======== Records for this task ========

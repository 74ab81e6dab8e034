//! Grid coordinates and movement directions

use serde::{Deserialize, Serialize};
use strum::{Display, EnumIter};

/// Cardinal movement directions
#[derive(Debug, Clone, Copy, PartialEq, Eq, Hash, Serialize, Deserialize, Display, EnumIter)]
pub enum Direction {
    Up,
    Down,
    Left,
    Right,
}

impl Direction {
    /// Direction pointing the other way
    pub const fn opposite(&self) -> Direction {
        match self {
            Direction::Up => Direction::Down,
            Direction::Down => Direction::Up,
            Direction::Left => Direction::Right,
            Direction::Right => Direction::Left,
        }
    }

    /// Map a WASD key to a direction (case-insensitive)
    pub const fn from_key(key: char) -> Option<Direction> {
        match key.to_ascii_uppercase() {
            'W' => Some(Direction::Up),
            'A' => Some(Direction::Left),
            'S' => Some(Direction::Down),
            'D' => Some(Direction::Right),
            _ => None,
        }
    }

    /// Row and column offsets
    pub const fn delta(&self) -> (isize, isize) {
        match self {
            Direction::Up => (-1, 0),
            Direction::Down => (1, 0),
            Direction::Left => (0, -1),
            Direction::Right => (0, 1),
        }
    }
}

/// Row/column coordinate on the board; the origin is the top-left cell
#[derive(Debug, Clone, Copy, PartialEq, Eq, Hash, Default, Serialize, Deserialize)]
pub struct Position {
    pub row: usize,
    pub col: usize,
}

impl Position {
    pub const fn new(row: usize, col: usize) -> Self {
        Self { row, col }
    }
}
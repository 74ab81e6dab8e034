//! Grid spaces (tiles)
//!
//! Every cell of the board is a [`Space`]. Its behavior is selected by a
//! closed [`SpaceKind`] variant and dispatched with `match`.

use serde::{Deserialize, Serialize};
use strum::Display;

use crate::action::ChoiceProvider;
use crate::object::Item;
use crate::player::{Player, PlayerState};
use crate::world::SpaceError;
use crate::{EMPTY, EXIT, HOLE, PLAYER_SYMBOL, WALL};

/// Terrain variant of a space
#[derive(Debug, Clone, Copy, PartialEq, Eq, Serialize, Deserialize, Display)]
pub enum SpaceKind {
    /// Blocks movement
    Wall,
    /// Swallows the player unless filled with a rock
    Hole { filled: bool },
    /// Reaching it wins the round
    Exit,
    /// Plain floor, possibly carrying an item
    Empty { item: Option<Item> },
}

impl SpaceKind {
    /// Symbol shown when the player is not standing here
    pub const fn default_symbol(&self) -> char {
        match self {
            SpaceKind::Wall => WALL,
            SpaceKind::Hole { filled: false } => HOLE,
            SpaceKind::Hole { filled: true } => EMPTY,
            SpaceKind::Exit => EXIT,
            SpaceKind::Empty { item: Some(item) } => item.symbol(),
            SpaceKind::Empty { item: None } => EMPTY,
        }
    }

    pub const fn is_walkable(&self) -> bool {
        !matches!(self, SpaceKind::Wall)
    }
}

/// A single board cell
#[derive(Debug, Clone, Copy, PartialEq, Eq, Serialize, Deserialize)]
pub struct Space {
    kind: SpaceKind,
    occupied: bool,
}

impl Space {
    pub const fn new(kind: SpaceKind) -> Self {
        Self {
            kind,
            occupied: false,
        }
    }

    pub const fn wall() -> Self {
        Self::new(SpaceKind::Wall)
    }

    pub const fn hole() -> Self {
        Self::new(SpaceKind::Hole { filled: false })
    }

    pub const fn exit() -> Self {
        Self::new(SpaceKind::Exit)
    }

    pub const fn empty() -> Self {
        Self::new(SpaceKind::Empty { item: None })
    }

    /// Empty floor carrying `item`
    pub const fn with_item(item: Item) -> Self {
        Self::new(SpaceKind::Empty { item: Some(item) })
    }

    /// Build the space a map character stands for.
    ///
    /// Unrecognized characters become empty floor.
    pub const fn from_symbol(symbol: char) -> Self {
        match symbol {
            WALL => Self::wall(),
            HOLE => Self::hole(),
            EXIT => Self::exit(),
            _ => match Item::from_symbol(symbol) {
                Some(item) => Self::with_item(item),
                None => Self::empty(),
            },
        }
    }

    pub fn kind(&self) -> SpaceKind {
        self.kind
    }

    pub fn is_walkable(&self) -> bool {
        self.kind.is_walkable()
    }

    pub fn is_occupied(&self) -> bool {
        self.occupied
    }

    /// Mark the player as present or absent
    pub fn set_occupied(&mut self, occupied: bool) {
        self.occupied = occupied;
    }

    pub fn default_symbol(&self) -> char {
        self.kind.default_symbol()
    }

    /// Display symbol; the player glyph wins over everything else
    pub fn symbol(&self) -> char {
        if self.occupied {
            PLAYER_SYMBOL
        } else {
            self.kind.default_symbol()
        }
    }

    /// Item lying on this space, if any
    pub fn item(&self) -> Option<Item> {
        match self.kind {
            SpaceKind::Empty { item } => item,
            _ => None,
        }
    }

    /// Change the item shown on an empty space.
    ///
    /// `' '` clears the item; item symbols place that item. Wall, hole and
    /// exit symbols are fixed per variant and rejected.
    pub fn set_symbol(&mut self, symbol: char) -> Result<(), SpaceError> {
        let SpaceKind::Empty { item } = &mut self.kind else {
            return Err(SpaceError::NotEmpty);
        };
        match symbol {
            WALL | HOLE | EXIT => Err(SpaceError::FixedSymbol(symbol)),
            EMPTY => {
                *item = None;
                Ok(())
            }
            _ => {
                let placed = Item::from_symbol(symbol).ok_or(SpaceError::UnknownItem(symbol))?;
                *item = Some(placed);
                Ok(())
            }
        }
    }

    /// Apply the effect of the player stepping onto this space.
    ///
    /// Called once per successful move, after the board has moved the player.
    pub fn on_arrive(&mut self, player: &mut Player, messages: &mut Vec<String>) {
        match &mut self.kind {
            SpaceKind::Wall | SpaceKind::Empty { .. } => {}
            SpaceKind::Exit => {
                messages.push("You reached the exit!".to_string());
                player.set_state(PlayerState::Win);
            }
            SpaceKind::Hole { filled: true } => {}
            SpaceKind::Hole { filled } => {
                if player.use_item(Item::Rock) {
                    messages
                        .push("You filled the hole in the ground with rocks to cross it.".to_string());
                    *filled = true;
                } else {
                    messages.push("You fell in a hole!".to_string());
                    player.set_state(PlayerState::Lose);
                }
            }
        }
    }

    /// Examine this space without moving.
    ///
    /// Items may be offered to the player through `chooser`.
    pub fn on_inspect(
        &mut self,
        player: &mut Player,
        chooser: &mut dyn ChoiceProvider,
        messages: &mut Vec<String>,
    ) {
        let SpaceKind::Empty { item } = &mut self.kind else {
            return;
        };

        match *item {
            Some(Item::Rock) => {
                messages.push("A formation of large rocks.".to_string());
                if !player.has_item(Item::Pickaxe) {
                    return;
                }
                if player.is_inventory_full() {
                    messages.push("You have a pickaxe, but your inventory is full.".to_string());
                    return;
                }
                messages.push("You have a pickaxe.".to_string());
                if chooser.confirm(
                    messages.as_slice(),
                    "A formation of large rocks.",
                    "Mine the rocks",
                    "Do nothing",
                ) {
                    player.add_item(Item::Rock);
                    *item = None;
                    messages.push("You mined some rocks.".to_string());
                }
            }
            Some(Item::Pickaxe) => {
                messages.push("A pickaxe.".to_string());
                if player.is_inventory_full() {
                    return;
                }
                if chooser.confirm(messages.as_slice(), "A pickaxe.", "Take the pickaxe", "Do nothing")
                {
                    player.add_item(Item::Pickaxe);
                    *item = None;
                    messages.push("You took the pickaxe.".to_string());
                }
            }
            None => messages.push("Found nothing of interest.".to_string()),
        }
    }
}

========

> _Problem_
From the first line of the data above to the line holding "the other way", reproduce each line exactly; emit no other lines.

> _Solution below_
repository 74ab81e6dab8e034
//! Grid coordinates and movement directions

use serde::{Deserialize, Serialize};
use strum::{Display, EnumIter};

/// Cardinal movement directions
#[derive(Debug, Clone, Copy, PartialEq, Eq, Hash, Serialize, Deserialize, Display, EnumIter)]
pub enum Direction {
    Up,
    Down,
    Left,
    Right,
}

impl Direction {
    /// Direction pointing the other way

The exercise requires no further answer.